Muette, elle se mordit la lèvre nerveusement et Jafar en profita pour reprendre.
- Je n'espérais de toi que tu sautes au plafond mais j'aurais voulu que tu me témoignes autre chose qu'une expression horrifiée.
- J'ai été prise par surprise, j'ai pris peur Jafar, je suppose que tu n'as pas l'habitude d'une telle réaction mais je ne suis pas ce genre de femme.
Elle s'agenouilla soudain, en face du fauteuil sans savoir ce qu'une telle vision provoquait en lui.
- Tu n'as pas le droit de m'en vouloir d'avoir eu peur.
- L'idée d'être considérée comme ma promise est-elle si rebutante ?
Une lueur mystérieuse passa dans le saphir de ses yeux.
- Comment pourrais-je être rebutée à l'idée d'être la fiancée d'un homme tel que toi Jafar alors que tu es l'ambition de milliers de femmes.
Elle baissa les yeux, les pommettes rougissantes.
- Je me sens honorée, ajouta-t-elle d'une voix si douce que toute colère, toute frustration s'envolèrent.
Il se redressa pour enfouir sa main dans son épaisse chevelure blonde. Avait-il fait tout cela pour accéder à la première pensée qui l'avait traversé au chalet ?
Aussi égoïste que l'était cette pensée, la réponse était oui.

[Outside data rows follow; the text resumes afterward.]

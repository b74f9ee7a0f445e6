//! Advisory lookups for the voting station UI. None of these are authoritative: a vote can
//! still be refused after a lookup said it would be fine.

use rocket::{serde::json::Json, Route, State};

use crate::error::Result;
use crate::model::{
    api::lookup::{GroupLookup, OtherSlotVote, PersonLookup, PriorVote},
    common::election::ElectionId,
    store::Db,
};
use crate::voting::eligibility;

pub fn routes() -> Vec<Route> {
    routes![group, person_in_group, prior_vote, other_slot_vote]
}

#[get("/groups/<number>")]
async fn group(number: &str, db: &State<Db>) -> Result<Json<GroupLookup>> {
    let lookup = eligibility::lookup_group(db.inner().as_ref(), number).await?;
    Ok(Json(lookup))
}

#[get("/groups/<number>/persons/<document>")]
async fn person_in_group(
    number: &str,
    document: &str,
    db: &State<Db>,
) -> Result<Json<PersonLookup>> {
    let lookup =
        eligibility::lookup_person_in_group(db.inner().as_ref(), number, document).await?;
    Ok(Json(lookup))
}

#[get("/elections/<election_id>/voters/<document>/status")]
async fn prior_vote(
    election_id: ElectionId,
    document: &str,
    db: &State<Db>,
) -> Result<Json<PriorVote>> {
    let lookup = eligibility::prior_vote(db.inner().as_ref(), document, election_id).await?;
    Ok(Json(lookup))
}

#[get("/elections/<election_id>/voters/<document>/slots")]
async fn other_slot_vote(
    election_id: ElectionId,
    document: &str,
    db: &State<Db>,
) -> Result<Json<OtherSlotVote>> {
    let lookup = eligibility::other_slot_vote(db.inner().as_ref(), document, election_id).await?;
    Ok(Json(lookup))
}

#[cfg(test)]
mod tests {
    use chrono::Utc;
    use rocket::{
        http::Status,
        local::asynchronous::Client,
        serde::json::{serde_json, Value},
    };

    use crate::model::{
        api::election::ElectionSpec, db::vote::Vote, store::examples::StorageExamples,
    };

    use super::*;

    #[backend_test]
    async fn group_lookups(client: Client) {
        let response = client.get(uri!(group("G1"))).dispatch().await;
        assert_eq!(Status::Ok, response.status());
        let lookup: GroupLookup =
            serde_json::from_str(&response.into_string().await.unwrap()).unwrap();
        assert!(lookup.exists);
        assert_eq!(lookup.group.unwrap().slot, "mañana");

        // Missing groups are an answer, not an error.
        let response = client.get(uri!(group("G9"))).dispatch().await;
        assert_eq!(Status::Ok, response.status());
        let body: Value = serde_json::from_str(&response.into_string().await.unwrap()).unwrap();
        assert_eq!(body["exists"], false);
        assert!(body.get("group").is_none());

        let response = client
            .get(uri!(person_in_group("G1", "456")))
            .dispatch()
            .await;
        let lookup: PersonLookup =
            serde_json::from_str(&response.into_string().await.unwrap()).unwrap();
        assert!(lookup.exists);
        assert_eq!(lookup.person.unwrap().name, "Bruno Díaz");

        // Registered, but in a different group.
        let response = client
            .get(uri!(person_in_group("G1", "999")))
            .dispatch()
            .await;
        let lookup: PersonLookup =
            serde_json::from_str(&response.into_string().await.unwrap()).unwrap();
        assert!(!lookup.exists);
    }

    #[backend_test]
    async fn vote_lookups(client: Client, db: Db) {
        let (morning, ..) = db
            .active_election_with_candidates(ElectionSpec::slotted_example("mañana"))
            .await;
        let (evening, ..) = db
            .active_election_with_candidates(ElectionSpec::slotted_example("noche"))
            .await;

        let cast_at = Utc::now();
        db.record_vote(&Vote {
            election_id: morning.id,
            candidate_id: None,
            person_id: 1,
            sibling_key: morning.sibling_key.clone(),
            slot: morning.slot.clone(),
            cast_at,
            verification_hash: "00".to_string(),
        })
        .await
        .unwrap();

        let response = client
            .get(uri!(prior_vote(morning.id, "123")))
            .dispatch()
            .await;
        let lookup: PriorVote =
            serde_json::from_str(&response.into_string().await.unwrap()).unwrap();
        assert!(lookup.has_voted);
        assert_eq!(lookup.voted_at, Some(cast_at));

        let response = client
            .get(uri!(prior_vote(evening.id, "123")))
            .dispatch()
            .await;
        let lookup: PriorVote =
            serde_json::from_str(&response.into_string().await.unwrap()).unwrap();
        assert!(!lookup.has_voted);

        let response = client
            .get(uri!(other_slot_vote(evening.id, "123")))
            .dispatch()
            .await;
        let lookup: OtherSlotVote =
            serde_json::from_str(&response.into_string().await.unwrap()).unwrap();
        assert!(lookup.has_voted_in_other_slot);
        assert_eq!(lookup.slot.as_deref(), Some("mañana"));

        let response = client
            .get(uri!(other_slot_vote(morning.id, "456")))
            .dispatch()
            .await;
        let lookup: OtherSlotVote =
            serde_json::from_str(&response.into_string().await.unwrap()).unwrap();
        assert!(!lookup.has_voted_in_other_slot);

        let response = client
            .get(uri!(prior_vote(404, "123")))
            .dispatch()
            .await;
        assert_eq!(Status::NotFound, response.status());
    }
}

Pour seul pardon d'avoir été si cruel avec elle, Jafar l'embrassa, capturant son visage entre ses mains. Elle répondit à son baiser sans se soucier des répercussions que pourraient entraîner ce vent de passion. Jafar dut se reprendre avant de laisser ses pulsions primitives parler pour lui.
Il s'écarta légèrement, fixant l'éclat brillant qui noyait ses yeux.
- Tu devrais aller dormir Belle, nous parleront de tout ça demain.
Inévitablement elle se mit à rougir sans masquer sa déception.
- Tu as sans doute raison, marmonna-t-elle en se levant.
Jafar se retint de la rattraper quand elle passa à côté du fauteuil dans un bruissement de tissu effleurant le sol.
Cependant au lieu d'emprunter la porte, la jeune femme traversa l'immense salon pour grimper sur le lit.
Son lit.
- Belle ? Je peux savoir ce que tu fais ?
Il se leva et s'avança pour réduire l'espace qui les séparait. Elle lui sourit, avant d'écarter les draps.
- J'entretiens la rumeur, s'exclama-t-elle avec un soupçon de malice.
Jafar sentit ses lèvres frémir d'un sourire contenu.
- Si tu regagnes pas ta chambre immédiatement, ce n'est pas la rumeur que tu risques d'entretenir mais la conviction que c'est la vérité, dit-il d'une voix rauque en détaillant cette silhouette voluptueuse qui investissait son lit sans se départir de son sourire.
- Personne ne m'a vu entrer Jafar, et si jamais c'est le cas, cela m'importe peu, je veux dormir avec toi.
Les yeux étincelants elle le regardait avec hésitation.
- À moins que tu ne veuilles pas de moi, ajouta-t-elle en perdant son sourire percé d'espoir.
Incapable de jouer plus longtemps avec ses sentiments Jafar esquissa un sourire en coin et la rejoignit.
- Je serais fou de ne pas vouloir de toi, chuchota-t-il en glissant son bras sous elle pour l'attirer contre lui.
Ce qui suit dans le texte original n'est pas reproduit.